## Data extract:
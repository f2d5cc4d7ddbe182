//! Error taxonomy for RAGVersion.
//!
//! Every fallible operation in the workspace returns [`Result`]. Backend
//! failures (SQL, HTTP, compression) are folded into [`Error::Storage`] at the
//! store boundary so callers never match on driver-specific error types.
//!
//! Each variant maps to an [`ErrorCategory`], which is what batch runs record
//! for failed files alongside the underlying cause's type name.

use std::path::PathBuf;

use thiserror::Error;

/// Boxed cause carried by wrapping variants.
pub type BoxError = Box<dyn std::error::Error + Send + Sync + 'static>;

/// Main error type for RAGVersion operations.
#[derive(Error, Debug)]
pub enum Error {
    /// Content extraction failed for a file.
    #[error("failed to parse {}: {source}", path.display())]
    Parsing {
        path: PathBuf,
        cause_type: String,
        #[source]
        source: BoxError,
    },

    /// File exceeds the configured size ceiling.
    #[error("{} is {size} bytes, exceeding the {limit} byte limit", path.display())]
    ContentTooLarge { path: PathBuf, size: u64, limit: u64 },

    /// A storage backend operation failed.
    #[error("storage error: {message}")]
    Storage {
        message: String,
        cause_type: String,
        #[source]
        source: Option<BoxError>,
    },

    #[error("document not found: {0}")]
    DocumentNotFound(String),

    #[error("version {version_number} not found for document {document_id}")]
    VersionNotFound {
        document_id: String,
        version_number: i64,
    },

    /// The version exists but its content blob was never stored or was purged.
    #[error("no stored content for version {version_number} of document {document_id}")]
    ContentMissing {
        document_id: String,
        version_number: i64,
    },

    /// Invalid settings or missing credentials.
    #[error("config error: {0}")]
    Configuration(String),

    /// Filesystem failure outside of content extraction.
    #[error("io error on {}: {source}", path.display())]
    Io {
        path: PathBuf,
        #[source]
        source: std::io::Error,
    },

    #[error("{message}")]
    Other { message: String, cause_type: String },
}

/// Coarse classification recorded for failed files in a batch run.
#[derive(Debug, Clone, Copy, PartialEq, Eq, Hash)]
pub enum ErrorCategory {
    Parsing,
    SizeLimit,
    Storage,
    NotFound,
    Configuration,
    Io,
    Unknown,
}

impl ErrorCategory {
    pub fn as_str(&self) -> &'static str {
        match self {
            ErrorCategory::Parsing => "parsing",
            ErrorCategory::SizeLimit => "size_limit",
            ErrorCategory::Storage => "storage",
            ErrorCategory::NotFound => "not_found",
            ErrorCategory::Configuration => "configuration",
            ErrorCategory::Io => "io",
            ErrorCategory::Unknown => "unknown",
        }
    }
}

impl std::fmt::Display for ErrorCategory {
    fn fmt(&self, f: &mut std::fmt::Formatter<'_>) -> std::fmt::Result {
        f.write_str(self.as_str())
    }
}

impl Error {
    /// Wrap an extraction failure for `path`.
    pub fn parsing<E>(path: impl Into<PathBuf>, err: E) -> Self
    where
        E: std::error::Error + Send + Sync + 'static,
    {
        Error::Parsing {
            path: path.into(),
            cause_type: short_type_name::<E>(),
            source: Box::new(err),
        }
    }

    /// Wrap a backend failure with a message describing the operation.
    pub fn storage<E>(message: impl Into<String>, err: E) -> Self
    where
        E: std::error::Error + Send + Sync + 'static,
    {
        Error::Storage {
            message: format!("{}: {}", message.into(), err),
            cause_type: short_type_name::<E>(),
            source: Some(Box::new(err)),
        }
    }

    /// A storage failure with no underlying error value (bad response shape,
    /// constraint violated in the in-memory backend, and so on).
    pub fn storage_msg(message: impl Into<String>) -> Self {
        Error::Storage {
            message: message.into(),
            cause_type: "StorageError".to_string(),
            source: None,
        }
    }

    pub fn io(path: impl Into<PathBuf>, source: std::io::Error) -> Self {
        Error::Io {
            path: path.into(),
            source,
        }
    }

    pub fn other<E>(err: E) -> Self
    where
        E: std::fmt::Display,
    {
        Error::Other {
            message: err.to_string(),
            cause_type: short_type_name::<E>(),
        }
    }

    pub fn category(&self) -> ErrorCategory {
        match self {
            Error::Parsing { .. } => ErrorCategory::Parsing,
            Error::ContentTooLarge { .. } => ErrorCategory::SizeLimit,
            Error::Storage { .. } => ErrorCategory::Storage,
            Error::DocumentNotFound(_)
            | Error::VersionNotFound { .. }
            | Error::ContentMissing { .. } => ErrorCategory::NotFound,
            Error::Configuration(_) => ErrorCategory::Configuration,
            Error::Io { .. } => ErrorCategory::Io,
            Error::Other { .. } => ErrorCategory::Unknown,
        }
    }

    /// Type name of the underlying cause, or of the variant itself when the
    /// error originated here.
    pub fn cause_type(&self) -> String {
        match self {
            Error::Parsing { cause_type, .. }
            | Error::Storage { cause_type, .. }
            | Error::Other { cause_type, .. } => cause_type.clone(),
            Error::ContentTooLarge { .. } => "ContentTooLarge".to_string(),
            Error::DocumentNotFound(_) => "DocumentNotFound".to_string(),
            Error::VersionNotFound { .. } => "VersionNotFound".to_string(),
            Error::ContentMissing { .. } => "ContentMissing".to_string(),
            Error::Configuration(_) => "Configuration".to_string(),
            Error::Io { source, .. } => format!("io::Error({:?})", source.kind()),
        }
    }
}

/// Last path segment of a type name, keeping generic arguments intact:
/// `sqlx_core::error::Error` becomes `Error`.
pub fn short_type_name<T: ?Sized>() -> String {
    let full = std::any::type_name::<T>();
    let base = full.split('<').next().unwrap_or(full);
    let short = base.rsplit("::").next().unwrap_or(base);
    format!("{}{}", short, &full[base.len()..])
}

/// Result type alias for RAGVersion operations.
pub type Result<T> = std::result::Result<T, Error>;

/// Map any backend error into [`Error::Storage`] with a short description.
pub trait StorageResultExt<T> {
    fn storage_context(self, message: &str) -> Result<T>;
}

impl<T, E> StorageResultExt<T> for std::result::Result<T, E>
where
    E: std::error::Error + Send + Sync + 'static,
{
    fn storage_context(self, message: &str) -> Result<T> {
        self.map_err(|e| Error::storage(message, e))
    }
}

#[cfg(test)]
mod tests {
    use super::*;

    #[test]
    fn test_parsing_error_carries_cause_type() {
        let io_err = std::io::Error::new(std::io::ErrorKind::InvalidData, "bad utf-8");
        let err = Error::parsing("/tmp/a.pdf", io_err);
        assert_eq!(err.category(), ErrorCategory::Parsing);
        assert_eq!(err.cause_type(), "Error");
        assert!(err.to_string().contains("/tmp/a.pdf"));
        assert!(err.to_string().contains("bad utf-8"));
    }

    #[test]
    fn test_size_limit_category() {
        let err = Error::ContentTooLarge {
            path: PathBuf::from("big.txt"),
            size: 2048,
            limit: 1024,
        };
        assert_eq!(err.category().as_str(), "size_limit");
        assert_eq!(
            err.to_string(),
            "big.txt is 2048 bytes, exceeding the 1024 byte limit"
        );
    }

    #[test]
    fn test_storage_context_wraps_error() {
        let res: std::result::Result<(), std::fmt::Error> = Err(std::fmt::Error);
        let err = res.storage_context("insert document").unwrap_err();
        assert_eq!(err.category(), ErrorCategory::Storage);
        assert!(err.to_string().starts_with("storage error: insert document"));
        assert_eq!(err.cause_type(), "Error");
    }

    #[test]
    fn test_not_found_variants_share_category() {
        let a = Error::DocumentNotFound("d1".into());
        let b = Error::VersionNotFound {
            document_id: "d1".into(),
            version_number: 3,
        };
        let c = Error::ContentMissing {
            document_id: "d1".into(),
            version_number: 3,
        };
        assert_eq!(a.category(), ErrorCategory::NotFound);
        assert_eq!(b.category(), ErrorCategory::NotFound);
        assert_eq!(c.category(), ErrorCategory::NotFound);
        assert_eq!(b.to_string(), "version 3 not found for document d1");
    }

    #[test]
    fn test_short_type_name() {
        assert_eq!(short_type_name::<std::io::Error>(), "Error");
        assert_eq!(short_type_name::<String>(), "String");
        assert_eq!(short_type_name::<Vec<u8>>(), "Vec<u8>");
    }

    #[test]
    fn test_other_display() {
        let err = Error::other("unexpected condition");
        assert_eq!(err.to_string(), "unexpected condition");
        assert_eq!(err.category(), ErrorCategory::Unknown);
    }
}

## Directions:
State the number of lines in the records above that contain the string "extraction", and give nothing else.

## Written response:
3